Eine Flut von Diagrammen und Tabellen brandet auf uns ein, von Karten und Zahlen. Videos traktieren uns mit Fachsprech. Text reiht sich an Text, und dass viele nackenbrechend hoch angebracht sind, lässt uns den Chiropraktiker herbeiwünschen. Am besten käme auch gleich ein Augenarzt mit: Manchmal sind die Erklärungen unlesbar in Orange auf Gelb gedruckt, andere Texte kommen als designverspielte Collage daher.

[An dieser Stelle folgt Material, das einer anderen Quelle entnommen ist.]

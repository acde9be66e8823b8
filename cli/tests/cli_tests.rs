use std::io::{BufRead, BufReader, Read, Write};
use std::net::{SocketAddr, TcpListener};
use std::process::{Command, Output};
use std::sync::mpsc;
use std::thread;

/// Serves exactly one canned HTTP response on an ephemeral port and hands
/// back the request line it saw.
fn serve_one(status_line: &'static str, body: &'static str) -> (SocketAddr, mpsc::Receiver<String>) {
    let listener = TcpListener::bind("127.0.0.1:0").expect("binding mock listener");
    let addr = listener.local_addr().expect("mock listener address");
    let (tx, rx) = mpsc::channel();

    thread::spawn(move || {
        let (mut stream, _) = listener.accept().expect("accepting connection");
        let mut reader = BufReader::new(stream.try_clone().expect("cloning stream"));

        let mut request_line = String::new();
        reader.read_line(&mut request_line).expect("request line");
        // Drain headers until the blank line
        loop {
            let mut line = String::new();
            if reader.read_line(&mut line).unwrap_or(0) == 0 || line == "\r\n" {
                break;
            }
        }
        tx.send(request_line).ok();

        let response = format!(
            "HTTP/1.1 {status_line}\r\ncontent-type: application/json\r\ncontent-length: {}\r\nconnection: close\r\n\r\n{body}",
            body.len()
        );
        stream.write_all(response.as_bytes()).expect("writing response");
        stream.flush().ok();
        // Let the client finish reading before the socket drops
        let mut sink = Vec::new();
        let _ = reader.read_to_end(&mut sink);
    });

    (addr, rx)
}

fn run_cli(args: &[&str]) -> Output {
    Command::new(env!("CARGO_BIN_EXE_wyvern-check"))
        .args(args)
        .output()
        .expect("running wyvern-check")
}

fn chunk(id: u8) -> String {
    hex::encode({
        let mut bytes = [0u8; 32];
        bytes[31] = id;
        bytes
    })
}

const TWO_ASSETS: &str =
    r#"{"assets":[{"token_id":"1","supports_wyvern":true},{"token_id":"2","supports_wyvern":false}]}"#;

#[test]
fn prints_bitstring_for_two_tokens() {
    let (addr, _rx) = serve_one("200 OK", TWO_ASSETS);
    let blob = format!("{}{}", chunk(1), chunk(2));

    let out = run_cli(&[
        "--api-url",
        &format!("http://{addr}/assets"),
        "--no-forward-params",
        "0xABC",
        &blob,
    ]);

    assert!(out.status.success(), "stderr: {}", String::from_utf8_lossy(&out.stderr));
    assert_eq!(String::from_utf8_lossy(&out.stdout).trim(), "10");
}

#[test]
fn forwards_query_parameters_by_default() {
    let (addr, rx) = serve_one("200 OK", TWO_ASSETS);
    let blob = format!("{}{}", chunk(1), chunk(2));

    let out = run_cli(&[
        "--api-url",
        &format!("http://{addr}/assets"),
        "0xABC",
        &blob,
    ]);

    assert!(out.status.success(), "stderr: {}", String::from_utf8_lossy(&out.stderr));
    let request_line = rx.recv().expect("mock server saw a request");
    assert!(request_line.contains("token_ids=1"));
    assert!(request_line.contains("token_ids=2"));
    assert!(request_line.contains("asset_contract_address=0xABC"));
    assert!(request_line.contains("include_orders=false"));
    assert!(request_line.contains("format=json"));
}

#[test]
fn misaligned_blob_fails_before_any_request() {
    let blob = "0".repeat(63);

    // Unroutable URL: decoding must fail before the client is ever used
    let out = run_cli(&["--api-url", "http://127.0.0.1:1/assets", "0xABC", &blob]);

    assert_eq!(out.status.code(), Some(1));
    let stderr = String::from_utf8_lossy(&out.stderr);
    assert!(stderr.contains("multiple of 64"), "stderr: {stderr}");
}

#[test]
fn server_error_status_exits_nonzero() {
    let (addr, _rx) = serve_one("500 Internal Server Error", "oops");

    let out = run_cli(&[
        "--api-url",
        &format!("http://{addr}/assets"),
        "--no-forward-params",
        "0xABC",
        &chunk(1),
    ]);

    assert_eq!(out.status.code(), Some(1));
    let stderr = String::from_utf8_lossy(&out.stderr);
    assert!(stderr.contains("500"), "stderr: {stderr}");
}

#[test]
fn non_boolean_flag_exits_nonzero() {
    let (addr, _rx) = serve_one(
        "200 OK",
        r#"{"assets":[{"token_id":"1","supports_wyvern":"true"}]}"#,
    );

    let out = run_cli(&[
        "--api-url",
        &format!("http://{addr}/assets"),
        "--no-forward-params",
        "0xABC",
        &chunk(1),
    ]);

    assert_eq!(out.status.code(), Some(1));
    let stderr = String::from_utf8_lossy(&out.stderr);
    assert!(stderr.contains("should be a bool"), "stderr: {stderr}");
    assert!(stderr.contains("\"true\""), "stderr: {stderr}");
}

#[test]
fn missing_token_id_exits_nonzero() {
    let (addr, _rx) = serve_one("200 OK", TWO_ASSETS);

    let out = run_cli(&[
        "--api-url",
        &format!("http://{addr}/assets"),
        "--no-forward-params",
        "0xABC",
        &chunk(3),
    ]);

    assert_eq!(out.status.code(), Some(1));
    let stderr = String::from_utf8_lossy(&out.stderr);
    assert!(stderr.contains("token id 3"), "stderr: {stderr}");
}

Hunderterlei tritt uns entgegen, vom Degen bis zur Drohne; ein Overkill an Kleinteiligkeiten, ein Wimmelbild frustrierender Zerstreuung. Die Botschaft? Man weiß es nicht; vermutlich ist es nicht nur eine. Vieles wird angerissen, schlaglichthaft, fragmentarisch. Manches wirkt wie pro forma. Nichts geht in die Tiefe. Alles plätschert vorbei.
Eine Luntenschlossmuskete von 1625 ist zu sehen und ein Exoskelett für Logistikmitarbeiter, eine Bierflasche aus Haarlem und das Modell eines Containerschiffs. Ein Steak aus Plastik ist zu sehen und ein Spielzeug-Sturmgewehr. Es geht um Kamele als Packtiere, Farbfächer für die Beurteilung von Äpfeln, um Ellenmaße, die Uiguren-Versklavung, Sandelholz, Handheld-Barcode-Scanner, Trillerpfeifen von TTIP-Gegnern und Ballastwassertanks von Schiffen.
Wir sehen eine Kanone mit dem VOC-Logo der 1602 gegründeten niederländischen Vereenigde Oostindische Compagnie und das Modell eines Überseekabels, mit deren Verlegung Mitte des 19. Jahrhunderts begonnen wurde.
Irgendwann wird Opium erwähnt. Ein Geschäftskalender wird ausgestellt. Autobahnstaus und Kartoffeln aus Peru sind fotografiert worden. Es geht an einer Stelle auch um Kinderarbeit.
Welthandel. Geschichte, Gegenwart, Perspektiven: bis 15. 10., Osnabrück, Museum Industriekultur, Osnabrück
Zudem kommen Emissionen, Datenbrillen, Tranleuchten, Stadtentwicklung, Elfenbeinschmuck und eine Großflächen-Sämaschine vor sowie die Osnabrücker Proteste gegen den Ausbau der A33 Nord, um noch ein wenig Lokalbezug herzustellen.
Um Einhörner geht es irgendwie auch. Furchtbar. Weißes Rauschen. Dass der Katalog auf „Einfache Sprache“ setzt, ist pure Augenwischerei: Die Schau selbst ist in ihrer Konfusion das glatte Gegenteil von Barrierefreiheit.
Ihr Schlusskapitel soll dann Visionen des Welthandels im Jahr 2050 entwerfen. Sie bleiben übersichtlich: Es wird ihn geben, denn Konsumverzicht allein ist keine Lösung. Und die Logistiker, die sich hier so werbewirksam in Szene setzen dürfen, werden an ihm verdienen.